(Records shown begins)

//! Logic for retrieving external documents.
use std::{error::Error as StdError, fmt};
use url::Url;

/// Raw document returned by a [`Retrieve`] implementation.
#[derive(Clone, Debug, Default, PartialEq, Eq)]
pub struct Resource {
    /// Undecoded document bytes.
    pub body: Vec<u8>,
    /// Declared media type, if the transport has one.
    pub content_type: Option<String>,
}

impl Resource {
    /// A document without a declared media type.
    #[must_use]
    pub fn new(body: impl Into<Vec<u8>>) -> Resource {
        Resource {
            body: body.into(),
            content_type: None,
        }
    }

    /// A document with a declared media type.
    #[must_use]
    pub fn with_content_type(body: impl Into<Vec<u8>>, content_type: impl Into<String>) -> Resource {
        Resource {
            body: body.into(),
            content_type: Some(content_type.into()),
        }
    }
}

/// Trait for fetching documents referenced by `$ref` or `extends`.
///
/// Implementations must be shareable between threads: the schema store calls them outside
/// of its lock, possibly concurrently for the same URI.
///
/// ```rust
/// use jsonschema_check::{Resource, Retrieve};
///
/// struct InMemory;
///
/// impl Retrieve for InMemory {
///     fn retrieve(
///         &self,
///         uri: &str,
///     ) -> Result<Resource, Box<dyn std::error::Error + Send + Sync>> {
///         match uri {
///             "http://example.com/parent" => Ok(Resource::new(r#"{"type": "object"}"#)),
///             _ => Err(format!("{} is not available", uri).into()),
///         }
///     }
/// }
/// ```
pub trait Retrieve: Send + Sync {
    /// Fetch the document at an absolute, fragment-free `uri`.
    ///
    /// # Errors
    ///
    /// If the document can not be fetched.
    fn retrieve(&self, uri: &str) -> Result<Resource, Box<dyn StdError + Send + Sync>>;
}

#[derive(Debug)]
struct UnsupportedScheme(String);

impl fmt::Display for UnsupportedScheme {
    fn fmt(&self, f: &mut fmt::Formatter<'_>) -> fmt::Result {
        write!(
            f,
            "No retriever is available for the '{}' scheme, enable the matching feature or provide a custom retriever",
            self.0
        )
    }
}

impl StdError for UnsupportedScheme {}

/// Dispatches by URI scheme to the transports enabled at compile time.
///
/// `file` URIs are read from disk with the `resolve-file` feature (enabled by default),
/// `http` and `https` URIs are fetched with the `resolve-http` feature.
#[derive(Debug, Default, Clone, Copy, PartialEq, Eq)]
pub struct DefaultRetriever;

impl Retrieve for DefaultRetriever {
    fn retrieve(&self, uri: &str) -> Result<Resource, Box<dyn StdError + Send + Sync>> {
        let url = Url::parse(uri)?;
        match url.scheme() {
            "file" => {
                #[cfg(feature = "resolve-file")]
                {
                    FileRetriever.retrieve(uri)
                }
                #[cfg(not(feature = "resolve-file"))]
                {
                    Err(Box::new(UnsupportedScheme("file".to_string())))
                }
            }
            "http" | "https" => {
                #[cfg(feature = "resolve-http")]
                {
                    HttpRetriever.retrieve(uri)
                }
                #[cfg(not(feature = "resolve-http"))]
                {
                    Err(Box::new(UnsupportedScheme(url.scheme().to_string())))
                }
            }
            scheme => Err(Box::new(UnsupportedScheme(scheme.to_string()))),
        }
    }
}

/// Reads `file://` URIs from the local file system.
#[cfg(feature = "resolve-file")]
#[derive(Debug, Default, Clone, Copy, PartialEq, Eq)]
pub struct FileRetriever;

#[cfg(feature = "resolve-file")]
impl Retrieve for FileRetriever {
    fn retrieve(&self, uri: &str) -> Result<Resource, Box<dyn StdError + Send + Sync>> {
        let url = Url::parse(uri)?;
        let path = url
            .to_file_path()
            .map_err(|()| format!("'{}' is not a valid file path", uri))?;
        let body = std::fs::read(path)?;
        Ok(Resource::new(body))
    }
}

/// Fetches `http` / `https` URIs with a blocking client.
#[cfg(feature = "resolve-http")]
#[derive(Debug, Default, Clone, Copy, PartialEq, Eq)]
pub struct HttpRetriever;

#[cfg(feature = "resolve-http")]
impl Retrieve for HttpRetriever {
    fn retrieve(&self, uri: &str) -> Result<Resource, Box<dyn StdError + Send + Sync>> {
        let response = reqwest::blocking::get(uri)?.error_for_status()?;
        let content_type = response
            .headers()
            .get(reqwest::header::CONTENT_TYPE)
            .and_then(|value| value.to_str().ok())
            .map(str::to_string);
        let body = response.bytes()?.to_vec();
        Ok(Resource { body, content_type })
    }
}
use crate::{
    context::{Scope, ValidationContext},
    error::ValidationErrorKind,
    keywords::{helpers, CheckResult},
    paths::InstancePath,
};
use serde_json::Value;

#[inline]
pub(crate) fn check(
    ctx: &mut ValidationContext<'_>,
    count: usize,
    limit: &Value,
    scope: &Scope,
    path: &InstancePath<'_>,
) -> CheckResult {
    let limit = helpers::limit(limit, "minProperties", scope)?;
    if (count as u64) < limit {
        ctx.error(ValidationErrorKind::MinProperties { limit }, path)?;
    }
    Ok(())
}

#[cfg(test)]
mod tests {
    use crate::tests_util;
    use serde_json::{json, Value};
    use test_case::test_case;

    #[test_case(&json!({"a": 1}); "exact")]
    #[test_case(&json!([]); "not an object")]
    fn valid(instance: &Value) {
        tests_util::is_valid(&json!({"minProperties": 1}), instance)
    }

    #[test]
    fn too_few() {
        tests_util::expect_errors(
            &json!({"minProperties": 1}),
            &json!({}),
            &["#: Must contain a minimum of 1 property"],
        );
    }
}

(Records shown ends)

→ **To do**:
Exact copies of all the records are to be printed.

→ **Reply to the exercise**:
//! Logic for retrieving external documents.
use std::{error::Error as StdError, fmt};
use url::Url;

/// Raw document returned by a [`Retrieve`] implementation.
#[derive(Clone, Debug, Default, PartialEq, Eq)]
pub struct Resource {
    /// Undecoded document bytes.
    pub body: Vec<u8>,
    /// Declared media type, if the transport has one.
    pub content_type: Option<String>,
}

impl Resource {
    /// A document without a declared media type.
    #[must_use]
    pub fn new(body: impl Into<Vec<u8>>) -> Resource {
        Resource {
            body: body.into(),
            content_type: None,
        }
    }

    /// A document with a declared media type.
    #[must_use]
    pub fn with_content_type(body: impl Into<Vec<u8>>, content_type: impl Into<String>) -> Resource {
        Resource {
            body: body.into(),
            content_type: Some(content_type.into()),
        }
    }
}

/// Trait for fetching documents referenced by `$ref` or `extends`.
///
/// Implementations must be shareable between threads: the schema store calls them outside
/// of its lock, possibly concurrently for the same URI.
///
/// ```rust
/// use jsonschema_check::{Resource, Retrieve};
///
/// struct InMemory;
///
/// impl Retrieve for InMemory {
///     fn retrieve(
///         &self,
///         uri: &str,
///     ) -> Result<Resource, Box<dyn std::error::Error + Send + Sync>> {
///         match uri {
///             "http://example.com/parent" => Ok(Resource::new(r#"{"type": "object"}"#)),
///             _ => Err(format!("{} is not available", uri).into()),
///         }
///     }
/// }
/// ```
pub trait Retrieve: Send + Sync {
    /// Fetch the document at an absolute, fragment-free `uri`.
    ///
    /// # Errors
    ///
    /// If the document can not be fetched.
    fn retrieve(&self, uri: &str) -> Result<Resource, Box<dyn StdError + Send + Sync>>;
}

#[derive(Debug)]
struct UnsupportedScheme(String);

impl fmt::Display for UnsupportedScheme {
    fn fmt(&self, f: &mut fmt::Formatter<'_>) -> fmt::Result {
        write!(
            f,
            "No retriever is available for the '{}' scheme, enable the matching feature or provide a custom retriever",
            self.0
        )
    }
}

impl StdError for UnsupportedScheme {}

/// Dispatches by URI scheme to the transports enabled at compile time.
///
/// `file` URIs are read from disk with the `resolve-file` feature (enabled by default),
/// `http` and `https` URIs are fetched with the `resolve-http` feature.
#[derive(Debug, Default, Clone, Copy, PartialEq, Eq)]
pub struct DefaultRetriever;

impl Retrieve for DefaultRetriever {
    fn retrieve(&self, uri: &str) -> Result<Resource, Box<dyn StdError + Send + Sync>> {
        let url = Url::parse(uri)?;
        match url.scheme() {
            "file" => {
                #[cfg(feature = "resolve-file")]
                {
                    FileRetriever.retrieve(uri)
                }
                #[cfg(not(feature = "resolve-file"))]
                {
                    Err(Box::new(UnsupportedScheme("file".to_string())))
                }
            }
            "http" | "https" => {
                #[cfg(feature = "resolve-http")]
                {
                    HttpRetriever.retrieve(uri)
                }
                #[cfg(not(feature = "resolve-http"))]
                {
                    Err(Box::new(UnsupportedScheme(url.scheme().to_string())))
                }
            }
            scheme => Err(Box::new(UnsupportedScheme(scheme.to_string()))),
        }
    }
}

/// Reads `file://` URIs from the local file system.
#[cfg(feature = "resolve-file")]
#[derive(Debug, Default, Clone, Copy, PartialEq, Eq)]
pub struct FileRetriever;

#[cfg(feature = "resolve-file")]
impl Retrieve for FileRetriever {
    fn retrieve(&self, uri: &str) -> Result<Resource, Box<dyn StdError + Send + Sync>> {
        let url = Url::parse(uri)?;
        let path = url
            .to_file_path()
            .map_err(|()| format!("'{}' is not a valid file path", uri))?;
        let body = std::fs::read(path)?;
        Ok(Resource::new(body))
    }
}

/// Fetches `http` / `https` URIs with a blocking client.
#[cfg(feature = "resolve-http")]
#[derive(Debug, Default, Clone, Copy, PartialEq, Eq)]
pub struct HttpRetriever;

#[cfg(feature = "resolve-http")]
impl Retrieve for HttpRetriever {
    fn retrieve(&self, uri: &str) -> Result<Resource, Box<dyn StdError + Send + Sync>> {
        let response = reqwest::blocking::get(uri)?.error_for_status()?;
        let content_type = response
            .headers()
            .get(reqwest::header::CONTENT_TYPE)
            .and_then(|value| value.to_str().ok())
            .map(str::to_string);
        let body = response.bytes()?.to_vec();
        Ok(Resource { body, content_type })
    }
}
use crate::{
    context::{Scope, ValidationContext},
    error::ValidationErrorKind,
    keywords::{helpers, CheckResult},
    paths::InstancePath,
};
use serde_json::Value;

#[inline]
pub(crate) fn check(
    ctx: &mut ValidationContext<'_>,
    count: usize,
    limit: &Value,
    scope: &Scope,
    path: &InstancePath<'_>,
) -> CheckResult {
    let limit = helpers::limit(limit, "minProperties", scope)?;
    if (count as u64) < limit {
        ctx.error(ValidationErrorKind::MinProperties { limit }, path)?;
    }
    Ok(())
}

#[cfg(test)]
mod tests {
    use crate::tests_util;
    use serde_json::{json, Value};
    use test_case::test_case;

    #[test_case(&json!({"a": 1}); "exact")]
    #[test_case(&json!([]); "not an object")]
    fn valid(instance: &Value) {
        tests_util::is_valid(&json!({"minProperties": 1}), instance)
    }

    #[test]
    fn too_few() {
        tests_util::expect_errors(
            &json!({"minProperties": 1}),
            &json!({}),
            &["#: Must contain a minimum of 1 property"],
        );
    }
}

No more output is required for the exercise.